■ **Work instruction**: Given the records below, pull every line with the word "systemInstruction" into the answer.

(Material for this exercise Opens)

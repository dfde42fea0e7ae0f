//! Gemini API client for `generateContent`.
//!
//! This module provides the HTTP client and the wire types for:
//! - role-tagged multi-turn contents with a system instruction
//! - JSON-schema constrained structured output
//! - inline image and audio parts in responses

use std::time::Duration;

use async_trait::async_trait;
use serde::{Deserialize, Serialize};
use tanke_core::config;
use tracing::{debug, trace};

use crate::error::{Result, TutorError};
use crate::model::GenerativeModel;

/// Per-request timeout.
const REQUEST_TIMEOUT: Duration = Duration::from_secs(120);

/// Gemini API client.
#[derive(Clone)]
pub struct GeminiClient {
    client: reqwest::Client,
    api_key: String,
    base_url: String,
}

impl GeminiClient {
    /// Create a new client with the given API key and the default endpoint.
    pub fn new(api_key: impl Into<String>) -> Self {
        Self {
            client: reqwest::Client::new(),
            api_key: api_key.into(),
            base_url: config::DEFAULT_BASE_URL.to_string(),
        }
    }

    /// Create a client from environment variables.
    ///
    /// Uses `GEMINI_API_KEY` and, if set, `TANKE_GEMINI_BASE_URL`.
    pub fn from_env() -> Result<Self> {
        let api_key = config::api_key().ok_or_else(|| {
            TutorError::Configuration(format!(
                "Missing {} environment variable",
                config::API_KEY_ENV
            ))
        })?;
        Ok(Self::new(api_key).with_base_url(config::base_url()))
    }

    /// Override the API base URL.
    pub fn with_base_url(mut self, base_url: impl Into<String>) -> Self {
        self.base_url = base_url.into();
        self
    }

    /// Endpoint for a model's `generateContent` method.
    pub fn endpoint(&self, model: &str) -> String {
        format!(
            "{}/v1beta/models/{}:generateContent",
            self.base_url.trim_end_matches('/'),
            model
        )
    }
}

#[async_trait]
impl GenerativeModel for GeminiClient {
    async fn generate(&self, model: &str, request: &GenerateRequest) -> Result<GenerateResponse> {
        trace!(model = %model, contents = request.contents.len(), "Sending generateContent request");

        let response = self
            .client
            .post(self.endpoint(model))
            .header("x-goog-api-key", &self.api_key)
            .json(request)
            .timeout(REQUEST_TIMEOUT)
            .send()
            .await
            .map_err(|e| TutorError::ModelInvocation(format!("HTTP request failed: {}", e)))?;

        let status = response.status();
        if !status.is_success() {
            let text = response.text().await.unwrap_or_default();
            return Err(TutorError::ModelInvocation(format!(
                "Gemini API error {}: {}",
                status, text
            )));
        }

        let response: GenerateResponse = response
            .json()
            .await
            .map_err(|e| TutorError::ResponseParse(format!("Failed to parse response: {}", e)))?;

        debug!(
            model = %model,
            tokens = response.usage_metadata.as_ref().map_or(0, |u| u.total_token_count),
            "generateContent response received"
        );

        Ok(response)
    }
}

/// `generateContent` request body.
#[derive(Debug, Clone, Default, Serialize)]
#[serde(rename_all = "camelCase")]
pub struct GenerateRequest {
    /// Conversation turns.
    pub contents: Vec<Content>,

    /// System-level directive.
    #[serde(skip_serializing_if = "Option::is_none")]
    pub system_instruction: Option<Content>,

    /// Sampling and output-format settings.
    #[serde(skip_serializing_if = "Option::is_none")]
    pub generation_config: Option<GenerationConfig>,
}

impl GenerateRequest {
    /// Single-turn request with one user text part.
    pub fn prompt(text: impl Into<String>) -> Self {
        Self {
            contents: vec![Content::user(text)],
            ..Default::default()
        }
    }

    /// Set the system instruction.
    pub fn with_system_instruction(mut self, text: impl Into<String>) -> Self {
        self.system_instruction = Some(Content::system(text));
        self
    }

    /// Set the generation config.
    pub fn with_generation_config(mut self, config: GenerationConfig) -> Self {
        self.generation_config = Some(config);
        self
    }
}

/// One turn of content.
#[derive(Debug, Clone, PartialEq, Serialize, Deserialize)]
pub struct Content {
    /// "user" or "model"; absent for system instructions.
    #[serde(default, skip_serializing_if = "Option::is_none")]
    pub role: Option<String>,

    /// Ordered parts of the turn.
    #[serde(default)]
    pub parts: Vec<Part>,
}

impl Content {
    /// A user turn with one text part.
    pub fn user(text: impl Into<String>) -> Self {
        Self::with_role("user", text)
    }

    /// A model turn with one text part.
    pub fn model(text: impl Into<String>) -> Self {
        Self::with_role("model", text)
    }

    /// A role-less content used as system instruction.
    pub fn system(text: impl Into<String>) -> Self {
        Self {
            role: None,
            parts: vec![Part::text(text)],
        }
    }

    fn with_role(role: &str, text: impl Into<String>) -> Self {
        Self {
            role: Some(role.to_string()),
            parts: vec![Part::text(text)],
        }
    }
}

/// A text or inline-data part.
#[derive(Debug, Clone, PartialEq, Default, Serialize, Deserialize)]
#[serde(rename_all = "camelCase")]
pub struct Part {
    #[serde(default, skip_serializing_if = "Option::is_none")]
    pub text: Option<String>,

    #[serde(default, skip_serializing_if = "Option::is_none")]
    pub inline_data: Option<InlineData>,
}

impl Part {
    /// A text part.
    pub fn text(text: impl Into<String>) -> Self {
        Self {
            text: Some(text.into()),
            inline_data: None,
        }
    }
}

/// Base64 payload with its MIME type.
#[derive(Debug, Clone, PartialEq, Serialize, Deserialize)]
#[serde(rename_all = "camelCase")]
pub struct InlineData {
    pub mime_type: String,
    pub data: String,
}

impl InlineData {
    /// Render as a `data:` URL.
    pub fn to_data_url(&self) -> String {
        format!("data:{};base64,{}", self.mime_type, self.data)
    }
}

/// Sampling and output-format settings.
#[derive(Debug, Clone, Default, Serialize)]
#[serde(rename_all = "camelCase")]
pub struct GenerationConfig {
    #[serde(skip_serializing_if = "Option::is_none")]
    pub temperature: Option<f32>,

    #[serde(skip_serializing_if = "Option::is_none")]
    pub max_output_tokens: Option<u32>,

    /// e.g. "application/json" for structured output.
    #[serde(skip_serializing_if = "Option::is_none")]
    pub response_mime_type: Option<String>,

    /// OpenAPI-style schema the output must satisfy.
    #[serde(skip_serializing_if = "Option::is_none")]
    pub response_schema: Option<serde_json::Value>,

    /// e.g. `["AUDIO"]` for speech output.
    #[serde(skip_serializing_if = "Option::is_none")]
    pub response_modalities: Option<Vec<String>>,

    #[serde(skip_serializing_if = "Option::is_none")]
    pub speech_config: Option<serde_json::Value>,

    #[serde(skip_serializing_if = "Option::is_none")]
    pub image_config: Option<serde_json::Value>,
}

impl GenerationConfig {
    /// Constrain output to JSON matching `schema`.
    pub fn json(schema: serde_json::Value) -> Self {
        Self {
            response_mime_type: Some("application/json".to_string()),
            response_schema: Some(schema),
            ..Default::default()
        }
    }
}

/// `generateContent` response body.
#[derive(Debug, Clone, Default, Deserialize)]
#[serde(rename_all = "camelCase")]
pub struct GenerateResponse {
    #[serde(default)]
    pub candidates: Vec<Candidate>,

    pub usage_metadata: Option<UsageMetadata>,
}

impl GenerateResponse {
    /// Parts of the first candidate.
    pub fn parts(&self) -> &[Part] {
        self.candidates
            .first()
            .and_then(|c| c.content.as_ref())
            .map(|content| content.parts.as_slice())
            .unwrap_or_default()
    }

    /// Concatenated text of the first candidate, if it has any text.
    pub fn text(&self) -> Option<String> {
        let text: String = self
            .parts()
            .iter()
            .filter_map(|p| p.text.as_deref())
            .collect();
        if text.is_empty() {
            None
        } else {
            Some(text)
        }
    }

    /// First inline-data part of the first candidate.
    pub fn inline_data(&self) -> Option<&InlineData> {
        self.parts().iter().find_map(|p| p.inline_data.as_ref())
    }
}

/// One response candidate.
#[derive(Debug, Clone, Deserialize)]
#[serde(rename_all = "camelCase")]
pub struct Candidate {
    pub content: Option<Content>,
    pub finish_reason: Option<String>,
}

/// Token usage information.
#[derive(Debug, Clone, Deserialize)]
#[serde(rename_all = "camelCase")]
pub struct UsageMetadata {
    #[serde(default)]
    pub prompt_token_count: u32,
    #[serde(default)]
    pub candidates_token_count: u32,
    #[serde(default)]
    pub total_token_count: u32,
}

#[cfg(test)]
mod tests {
    use super::*;
    use serde_json::json;

    #[test]
    fn test_endpoint() {
        let client = GeminiClient::new("key").with_base_url("http://localhost:8080/");
        assert_eq!(
            client.endpoint("gemini-test"),
            "http://localhost:8080/v1beta/models/gemini-test:generateContent"
        );
    }

    #[test]
    fn test_request_serialization() {
        let request = GenerateRequest {
            contents: vec![Content::model("你好"), Content::user("有浮力")],
            system_instruction: Some(Content::system("policy")),
            generation_config: Some(GenerationConfig {
                temperature: Some(0.6),
                ..Default::default()
            }),
        };

        let value = serde_json::to_value(&request).unwrap();
        assert_eq!(value["contents"][0]["role"], "model");
        assert_eq!(value["contents"][1]["parts"][0]["text"], "有浮力");
        assert_eq!(value["systemInstruction"]["parts"][0]["text"], "policy");
        assert!(value["systemInstruction"].get("role").is_none());
        assert_eq!(value["generationConfig"]["temperature"], json!(0.6f32));
        assert!(value["generationConfig"].get("responseSchema").is_none());
    }

    #[test]
    fn test_json_generation_config() {
        let config = GenerationConfig::json(json!({"type": "ARRAY"}));
        let value = serde_json::to_value(&config).unwrap();
        assert_eq!(value["responseMimeType"], "application/json");
        assert_eq!(value["responseSchema"]["type"], "ARRAY");
    }

    #[test]
    fn test_response_text() {
        let json = r#"{
            "candidates": [{
                "content": {"role": "model", "parts": [{"text": "第一段"}, {"text": "第二段"}]},
                "finishReason": "STOP"
            }],
            "usageMetadata": {"promptTokenCount": 10, "candidatesTokenCount": 5, "totalTokenCount": 15}
        }"#;

        let response: GenerateResponse = serde_json::from_str(json).unwrap();
        assert_eq!(response.text(), Some("第一段第二段".to_string()));
        assert_eq!(response.usage_metadata.unwrap().total_token_count, 15);
    }

    #[test]
    fn test_response_inline_data() {
        let json = r#"{
            "candidates": [{
                "content": {"parts": [{"inlineData": {"mimeType": "image/png", "data": "AAAA"}}]}
            }]
        }"#;

        let response: GenerateResponse = serde_json::from_str(json).unwrap();
        assert!(response.text().is_none());
        assert_eq!(
            response.inline_data().unwrap().to_data_url(),
            "data:image/png;base64,AAAA"
        );
    }

    #[test]
    fn test_empty_response() {
        let response: GenerateResponse = serde_json::from_str("{}").unwrap();
        assert!(response.parts().is_empty());
        assert!(response.text().is_none());
        assert!(response.inline_data().is_none());
    }
}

(Material for this exercise Closes)

■ **Task result**:
        assert_eq!(value["systemInstruction"]["parts"][0]["text"], "policy");
        assert!(value["systemInstruction"].get("role").is_none());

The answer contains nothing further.